┏━━

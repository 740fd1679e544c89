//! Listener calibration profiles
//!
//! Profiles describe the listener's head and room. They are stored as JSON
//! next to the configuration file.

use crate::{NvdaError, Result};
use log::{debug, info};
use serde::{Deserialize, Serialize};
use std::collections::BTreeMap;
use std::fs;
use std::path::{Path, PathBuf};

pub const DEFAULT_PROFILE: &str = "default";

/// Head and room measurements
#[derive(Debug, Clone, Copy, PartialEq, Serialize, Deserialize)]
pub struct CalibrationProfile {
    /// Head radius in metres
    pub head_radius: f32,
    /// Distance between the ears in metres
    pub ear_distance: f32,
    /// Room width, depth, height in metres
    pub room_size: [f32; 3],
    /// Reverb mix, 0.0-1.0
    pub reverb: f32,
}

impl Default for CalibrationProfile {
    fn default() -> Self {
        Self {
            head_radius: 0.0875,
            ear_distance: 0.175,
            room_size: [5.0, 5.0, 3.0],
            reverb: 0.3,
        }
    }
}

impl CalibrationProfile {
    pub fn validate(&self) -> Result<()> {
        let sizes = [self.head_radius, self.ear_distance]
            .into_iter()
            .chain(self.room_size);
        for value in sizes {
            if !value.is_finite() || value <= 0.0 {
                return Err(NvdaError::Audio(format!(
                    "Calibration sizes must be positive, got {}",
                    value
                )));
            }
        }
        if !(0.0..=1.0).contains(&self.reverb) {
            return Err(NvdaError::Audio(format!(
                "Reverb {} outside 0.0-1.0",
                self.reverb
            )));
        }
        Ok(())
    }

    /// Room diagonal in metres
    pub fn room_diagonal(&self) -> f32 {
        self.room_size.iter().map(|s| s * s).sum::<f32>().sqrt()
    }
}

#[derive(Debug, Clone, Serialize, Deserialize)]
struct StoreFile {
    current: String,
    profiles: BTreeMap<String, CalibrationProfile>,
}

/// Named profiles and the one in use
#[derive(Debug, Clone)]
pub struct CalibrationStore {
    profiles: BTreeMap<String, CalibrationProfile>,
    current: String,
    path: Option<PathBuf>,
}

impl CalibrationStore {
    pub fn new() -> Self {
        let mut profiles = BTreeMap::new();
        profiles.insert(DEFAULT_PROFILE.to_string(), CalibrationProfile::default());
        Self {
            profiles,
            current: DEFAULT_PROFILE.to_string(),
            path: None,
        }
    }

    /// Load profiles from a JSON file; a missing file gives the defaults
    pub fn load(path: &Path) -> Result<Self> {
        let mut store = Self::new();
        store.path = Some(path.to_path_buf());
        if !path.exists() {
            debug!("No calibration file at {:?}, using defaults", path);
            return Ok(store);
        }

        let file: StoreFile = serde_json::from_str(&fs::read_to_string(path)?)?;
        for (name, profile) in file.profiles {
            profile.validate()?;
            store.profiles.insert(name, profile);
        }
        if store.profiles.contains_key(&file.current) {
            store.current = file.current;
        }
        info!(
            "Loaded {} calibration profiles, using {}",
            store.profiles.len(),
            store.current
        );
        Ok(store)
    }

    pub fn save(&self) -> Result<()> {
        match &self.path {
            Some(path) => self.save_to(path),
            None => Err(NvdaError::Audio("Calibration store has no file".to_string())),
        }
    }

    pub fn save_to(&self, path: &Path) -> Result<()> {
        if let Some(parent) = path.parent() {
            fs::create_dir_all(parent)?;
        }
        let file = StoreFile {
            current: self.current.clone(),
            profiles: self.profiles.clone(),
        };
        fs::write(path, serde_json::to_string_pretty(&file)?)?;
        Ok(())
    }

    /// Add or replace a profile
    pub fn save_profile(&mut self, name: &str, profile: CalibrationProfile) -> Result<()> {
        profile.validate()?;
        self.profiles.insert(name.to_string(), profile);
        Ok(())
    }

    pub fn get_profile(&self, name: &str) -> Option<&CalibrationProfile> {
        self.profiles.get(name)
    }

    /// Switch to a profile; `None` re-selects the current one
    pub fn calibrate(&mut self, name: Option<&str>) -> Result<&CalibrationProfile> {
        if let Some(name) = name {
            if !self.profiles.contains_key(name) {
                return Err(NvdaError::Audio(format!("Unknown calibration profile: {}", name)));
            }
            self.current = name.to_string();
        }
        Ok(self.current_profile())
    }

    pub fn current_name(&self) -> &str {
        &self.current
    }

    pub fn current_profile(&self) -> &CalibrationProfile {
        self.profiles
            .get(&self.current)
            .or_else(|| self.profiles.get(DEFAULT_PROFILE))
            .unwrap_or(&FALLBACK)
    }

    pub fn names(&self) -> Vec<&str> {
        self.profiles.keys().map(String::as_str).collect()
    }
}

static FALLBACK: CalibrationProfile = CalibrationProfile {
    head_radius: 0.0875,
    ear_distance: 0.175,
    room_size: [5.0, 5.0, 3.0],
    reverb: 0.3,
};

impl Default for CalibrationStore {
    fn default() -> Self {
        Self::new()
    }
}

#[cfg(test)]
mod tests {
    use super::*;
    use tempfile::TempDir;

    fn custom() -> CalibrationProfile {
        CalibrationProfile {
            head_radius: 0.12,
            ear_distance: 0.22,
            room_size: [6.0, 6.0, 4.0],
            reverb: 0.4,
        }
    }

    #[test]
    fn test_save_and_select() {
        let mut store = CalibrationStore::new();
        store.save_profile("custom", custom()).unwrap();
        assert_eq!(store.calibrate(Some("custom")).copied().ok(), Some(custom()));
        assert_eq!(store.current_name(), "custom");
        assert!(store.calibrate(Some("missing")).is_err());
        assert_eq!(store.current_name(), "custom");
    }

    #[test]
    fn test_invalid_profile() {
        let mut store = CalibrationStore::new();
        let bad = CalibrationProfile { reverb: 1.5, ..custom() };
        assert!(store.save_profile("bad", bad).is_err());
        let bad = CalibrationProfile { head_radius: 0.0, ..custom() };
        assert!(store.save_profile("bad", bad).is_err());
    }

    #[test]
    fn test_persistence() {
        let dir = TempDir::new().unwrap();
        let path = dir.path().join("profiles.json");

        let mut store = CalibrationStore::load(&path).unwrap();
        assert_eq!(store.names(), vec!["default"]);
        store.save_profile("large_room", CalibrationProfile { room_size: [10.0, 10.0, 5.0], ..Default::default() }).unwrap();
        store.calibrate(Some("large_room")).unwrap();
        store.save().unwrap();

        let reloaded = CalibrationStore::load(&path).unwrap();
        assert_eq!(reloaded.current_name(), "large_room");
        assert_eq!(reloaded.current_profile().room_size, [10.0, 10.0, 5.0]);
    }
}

┗━━

**PROBLEM DESCRIPTION:** Please filter the data down to the lines containing the word "CalibrationStore".

**SOLVED PROBLEM:**
pub struct CalibrationStore {
impl CalibrationStore {
impl Default for CalibrationStore {
        let mut store = CalibrationStore::new();
        let mut store = CalibrationStore::new();
        let mut store = CalibrationStore::load(&path).unwrap();
        let reloaded = CalibrationStore::load(&path).unwrap();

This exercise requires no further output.